### What the task asks:
Output the records that follow, keeping every line exactly as it is.

### Excerpted data:
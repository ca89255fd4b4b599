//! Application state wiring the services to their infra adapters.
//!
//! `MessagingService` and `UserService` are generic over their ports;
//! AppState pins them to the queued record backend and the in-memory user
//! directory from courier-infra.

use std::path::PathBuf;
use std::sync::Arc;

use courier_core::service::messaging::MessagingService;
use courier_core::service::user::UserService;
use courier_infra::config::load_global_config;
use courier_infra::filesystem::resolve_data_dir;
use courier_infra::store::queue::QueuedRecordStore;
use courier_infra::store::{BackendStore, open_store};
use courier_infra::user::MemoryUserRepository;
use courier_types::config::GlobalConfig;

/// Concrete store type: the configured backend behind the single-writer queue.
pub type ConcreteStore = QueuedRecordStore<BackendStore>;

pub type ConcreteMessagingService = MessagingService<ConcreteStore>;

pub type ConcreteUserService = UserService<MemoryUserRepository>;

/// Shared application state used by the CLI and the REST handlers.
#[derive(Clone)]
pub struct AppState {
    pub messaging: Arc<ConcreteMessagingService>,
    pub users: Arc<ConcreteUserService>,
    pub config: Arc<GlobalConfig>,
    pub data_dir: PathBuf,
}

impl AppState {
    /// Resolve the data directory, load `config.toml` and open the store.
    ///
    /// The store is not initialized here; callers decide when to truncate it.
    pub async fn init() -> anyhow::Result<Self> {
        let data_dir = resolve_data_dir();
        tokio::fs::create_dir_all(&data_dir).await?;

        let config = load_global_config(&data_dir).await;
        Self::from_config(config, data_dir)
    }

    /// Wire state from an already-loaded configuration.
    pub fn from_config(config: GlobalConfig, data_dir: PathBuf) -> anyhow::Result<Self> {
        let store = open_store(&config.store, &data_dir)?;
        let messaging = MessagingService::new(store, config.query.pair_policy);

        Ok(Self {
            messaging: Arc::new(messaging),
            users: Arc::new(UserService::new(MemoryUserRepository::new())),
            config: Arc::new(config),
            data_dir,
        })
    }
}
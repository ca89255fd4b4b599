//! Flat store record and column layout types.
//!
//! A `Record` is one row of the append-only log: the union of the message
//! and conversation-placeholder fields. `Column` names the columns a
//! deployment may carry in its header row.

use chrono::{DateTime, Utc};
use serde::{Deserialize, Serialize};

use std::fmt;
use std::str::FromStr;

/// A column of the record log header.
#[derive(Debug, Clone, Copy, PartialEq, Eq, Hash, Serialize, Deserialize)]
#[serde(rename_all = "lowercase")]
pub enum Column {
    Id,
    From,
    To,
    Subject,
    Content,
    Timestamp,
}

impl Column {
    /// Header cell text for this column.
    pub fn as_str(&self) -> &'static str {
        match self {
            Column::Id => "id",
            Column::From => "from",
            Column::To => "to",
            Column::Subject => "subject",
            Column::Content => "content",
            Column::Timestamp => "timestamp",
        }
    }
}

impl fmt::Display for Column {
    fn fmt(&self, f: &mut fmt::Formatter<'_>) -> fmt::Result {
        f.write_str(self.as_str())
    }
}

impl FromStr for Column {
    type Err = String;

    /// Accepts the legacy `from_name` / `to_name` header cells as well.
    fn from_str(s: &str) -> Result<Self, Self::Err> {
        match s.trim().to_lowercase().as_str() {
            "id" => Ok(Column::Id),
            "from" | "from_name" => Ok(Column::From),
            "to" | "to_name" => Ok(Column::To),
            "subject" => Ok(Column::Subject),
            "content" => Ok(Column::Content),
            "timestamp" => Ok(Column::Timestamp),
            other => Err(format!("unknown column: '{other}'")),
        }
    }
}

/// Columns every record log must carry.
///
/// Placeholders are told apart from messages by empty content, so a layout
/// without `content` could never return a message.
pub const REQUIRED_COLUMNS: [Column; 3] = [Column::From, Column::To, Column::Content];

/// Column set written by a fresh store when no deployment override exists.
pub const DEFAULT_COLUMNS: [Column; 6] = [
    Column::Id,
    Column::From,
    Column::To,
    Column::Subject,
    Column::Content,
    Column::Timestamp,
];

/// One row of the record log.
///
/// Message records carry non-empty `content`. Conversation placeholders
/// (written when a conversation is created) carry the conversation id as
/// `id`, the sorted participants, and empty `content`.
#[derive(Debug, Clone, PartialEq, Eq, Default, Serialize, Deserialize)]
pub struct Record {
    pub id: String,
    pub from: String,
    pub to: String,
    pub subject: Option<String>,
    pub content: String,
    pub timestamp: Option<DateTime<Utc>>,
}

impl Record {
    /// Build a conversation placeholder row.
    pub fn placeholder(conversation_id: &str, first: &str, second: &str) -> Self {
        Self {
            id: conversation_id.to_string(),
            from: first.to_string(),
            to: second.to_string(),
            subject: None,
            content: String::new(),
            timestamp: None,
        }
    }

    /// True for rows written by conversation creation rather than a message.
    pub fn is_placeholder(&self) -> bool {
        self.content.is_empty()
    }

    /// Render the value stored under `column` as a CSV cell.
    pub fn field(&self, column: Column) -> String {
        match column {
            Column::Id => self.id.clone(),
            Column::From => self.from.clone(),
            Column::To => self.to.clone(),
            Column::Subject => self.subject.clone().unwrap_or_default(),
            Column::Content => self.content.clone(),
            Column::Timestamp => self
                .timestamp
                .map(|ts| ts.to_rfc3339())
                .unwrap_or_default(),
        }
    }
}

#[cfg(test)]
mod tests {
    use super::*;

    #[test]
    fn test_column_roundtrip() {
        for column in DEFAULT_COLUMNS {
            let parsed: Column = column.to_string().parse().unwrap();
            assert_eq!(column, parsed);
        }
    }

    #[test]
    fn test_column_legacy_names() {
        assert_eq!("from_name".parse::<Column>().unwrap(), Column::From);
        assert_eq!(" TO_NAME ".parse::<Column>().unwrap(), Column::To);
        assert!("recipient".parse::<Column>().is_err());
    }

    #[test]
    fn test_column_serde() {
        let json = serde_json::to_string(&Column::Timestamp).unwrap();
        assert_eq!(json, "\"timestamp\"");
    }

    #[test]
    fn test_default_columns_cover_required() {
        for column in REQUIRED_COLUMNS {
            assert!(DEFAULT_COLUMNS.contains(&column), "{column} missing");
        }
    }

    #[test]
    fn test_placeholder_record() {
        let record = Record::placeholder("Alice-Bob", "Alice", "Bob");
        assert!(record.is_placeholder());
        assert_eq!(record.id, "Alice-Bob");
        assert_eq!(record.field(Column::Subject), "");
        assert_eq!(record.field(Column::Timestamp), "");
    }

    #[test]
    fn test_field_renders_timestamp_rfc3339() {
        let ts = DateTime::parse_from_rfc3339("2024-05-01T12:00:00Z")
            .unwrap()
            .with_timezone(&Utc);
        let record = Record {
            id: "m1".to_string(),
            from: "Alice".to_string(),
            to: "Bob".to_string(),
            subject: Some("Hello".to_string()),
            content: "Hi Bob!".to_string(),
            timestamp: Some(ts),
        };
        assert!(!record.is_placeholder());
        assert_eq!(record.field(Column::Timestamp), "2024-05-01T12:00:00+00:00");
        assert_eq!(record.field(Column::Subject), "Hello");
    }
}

### Written answer:
repository ca89255fd4b4b599
//! Application state wiring the services to their infra adapters.
//!
//! `MessagingService` and `UserService` are generic over their ports;
//! AppState pins them to the queued record backend and the in-memory user
//! directory from courier-infra.

use std::path::PathBuf;
use std::sync::Arc;

use courier_core::service::messaging::MessagingService;
use courier_core::service::user::UserService;
use courier_infra::config::load_global_config;
use courier_infra::filesystem::resolve_data_dir;
use courier_infra::store::queue::QueuedRecordStore;
use courier_infra::store::{BackendStore, open_store};
use courier_infra::user::MemoryUserRepository;
use courier_types::config::GlobalConfig;

/// Concrete store type: the configured backend behind the single-writer queue.
pub type ConcreteStore = QueuedRecordStore<BackendStore>;

pub type ConcreteMessagingService = MessagingService<ConcreteStore>;

pub type ConcreteUserService = UserService<MemoryUserRepository>;

/// Shared application state used by the CLI and the REST handlers.
#[derive(Clone)]
pub struct AppState {
    pub messaging: Arc<ConcreteMessagingService>,
    pub users: Arc<ConcreteUserService>,
    pub config: Arc<GlobalConfig>,
    pub data_dir: PathBuf,
}

impl AppState {
    /// Resolve the data directory, load `config.toml` and open the store.
    ///
    /// The store is not initialized here; callers decide when to truncate it.
    pub async fn init() -> anyhow::Result<Self> {
        let data_dir = resolve_data_dir();
        tokio::fs::create_dir_all(&data_dir).await?;

        let config = load_global_config(&data_dir).await;
        Self::from_config(config, data_dir)
    }

    /// Wire state from an already-loaded configuration.
    pub fn from_config(config: GlobalConfig, data_dir: PathBuf) -> anyhow::Result<Self> {
        let store = open_store(&config.store, &data_dir)?;
        let messaging = MessagingService::new(store, config.query.pair_policy);

        Ok(Self {
            messaging: Arc::new(messaging),
            users: Arc::new(UserService::new(MemoryUserRepository::new())),
            config: Arc::new(config),
            data_dir,
        })
    }
}
repository ca89255fd4b4b599
//! Flat store record and column layout types.
//!
//! A `Record` is one row of the append-only log: the union of the message
//! and conversation-placeholder fields. `Column` names the columns a
//! deployment may carry in its header row.

use chrono::{DateTime, Utc};
use serde::{Deserialize, Serialize};

use std::fmt;
use std::str::FromStr;

/// A column of the record log header.
#[derive(Debug, Clone, Copy, PartialEq, Eq, Hash, Serialize, Deserialize)]
#[serde(rename_all = "lowercase")]
pub enum Column {
    Id,
    From,
    To,
    Subject,
    Content,
    Timestamp,
}

impl Column {
    /// Header cell text for this column.
    pub fn as_str(&self) -> &'static str {
        match self {
            Column::Id => "id",
            Column::From => "from",
            Column::To => "to",
            Column::Subject => "subject",
            Column::Content => "content",
            Column::Timestamp => "timestamp",
        }
    }
}

impl fmt::Display for Column {
    fn fmt(&self, f: &mut fmt::Formatter<'_>) -> fmt::Result {
        f.write_str(self.as_str())
    }
}

impl FromStr for Column {
    type Err = String;

    /// Accepts the legacy `from_name` / `to_name` header cells as well.
    fn from_str(s: &str) -> Result<Self, Self::Err> {
        match s.trim().to_lowercase().as_str() {
            "id" => Ok(Column::Id),
            "from" | "from_name" => Ok(Column::From),
            "to" | "to_name" => Ok(Column::To),
            "subject" => Ok(Column::Subject),
            "content" => Ok(Column::Content),
            "timestamp" => Ok(Column::Timestamp),
            other => Err(format!("unknown column: '{other}'")),
        }
    }
}

/// Columns every record log must carry.
///
/// Placeholders are told apart from messages by empty content, so a layout
/// without `content` could never return a message.
pub const REQUIRED_COLUMNS: [Column; 3] = [Column::From, Column::To, Column::Content];

/// Column set written by a fresh store when no deployment override exists.
pub const DEFAULT_COLUMNS: [Column; 6] = [
    Column::Id,
    Column::From,
    Column::To,
    Column::Subject,
    Column::Content,
    Column::Timestamp,
];

/// One row of the record log.
///
/// Message records carry non-empty `content`. Conversation placeholders
/// (written when a conversation is created) carry the conversation id as
/// `id`, the sorted participants, and empty `content`.
#[derive(Debug, Clone, PartialEq, Eq, Default, Serialize, Deserialize)]
pub struct Record {
    pub id: String,
    pub from: String,
    pub to: String,
    pub subject: Option<String>,
    pub content: String,
    pub timestamp: Option<DateTime<Utc>>,
}

impl Record {
    /// Build a conversation placeholder row.
    pub fn placeholder(conversation_id: &str, first: &str, second: &str) -> Self {
        Self {
            id: conversation_id.to_string(),
            from: first.to_string(),
            to: second.to_string(),
            subject: None,
            content: String::new(),
            timestamp: None,
        }
    }

    /// True for rows written by conversation creation rather than a message.
    pub fn is_placeholder(&self) -> bool {
        self.content.is_empty()
    }

    /// Render the value stored under `column` as a CSV cell.
    pub fn field(&self, column: Column) -> String {
        match column {
            Column::Id => self.id.clone(),
            Column::From => self.from.clone(),
            Column::To => self.to.clone(),
            Column::Subject => self.subject.clone().unwrap_or_default(),
            Column::Content => self.content.clone(),
            Column::Timestamp => self
                .timestamp
                .map(|ts| ts.to_rfc3339())
                .unwrap_or_default(),
        }
    }
}

#[cfg(test)]
mod tests {
    use super::*;

    #[test]
    fn test_column_roundtrip() {
        for column in DEFAULT_COLUMNS {
            let parsed: Column = column.to_string().parse().unwrap();
            assert_eq!(column, parsed);
        }
    }

    #[test]
    fn test_column_legacy_names() {
        assert_eq!("from_name".parse::<Column>().unwrap(), Column::From);
        assert_eq!(" TO_NAME ".parse::<Column>().unwrap(), Column::To);
        assert!("recipient".parse::<Column>().is_err());
    }

    #[test]
    fn test_column_serde() {
        let json = serde_json::to_string(&Column::Timestamp).unwrap();
        assert_eq!(json, "\"timestamp\"");
    }

    #[test]
    fn test_default_columns_cover_required() {
        for column in REQUIRED_COLUMNS {
            assert!(DEFAULT_COLUMNS.contains(&column), "{column} missing");
        }
    }

    #[test]
    fn test_placeholder_record() {
        let record = Record::placeholder("Alice-Bob", "Alice", "Bob");
        assert!(record.is_placeholder());
        assert_eq!(record.id, "Alice-Bob");
        assert_eq!(record.field(Column::Subject), "");
        assert_eq!(record.field(Column::Timestamp), "");
    }

    #[test]
    fn test_field_renders_timestamp_rfc3339() {
        let ts = DateTime::parse_from_rfc3339("2024-05-01T12:00:00Z")
            .unwrap()
            .with_timezone(&Utc);
        let record = Record {
            id: "m1".to_string(),
            from: "Alice".to_string(),
            to: "Bob".to_string(),
            subject: Some("Hello".to_string()),
            content: "Hi Bob!".to_string(),
            timestamp: Some(ts),
        };
        assert!(!record.is_placeholder());
        assert_eq!(record.field(Column::Timestamp), "2024-05-01T12:00:00+00:00");
        assert_eq!(record.field(Column::Subject), "Hello");
    }
}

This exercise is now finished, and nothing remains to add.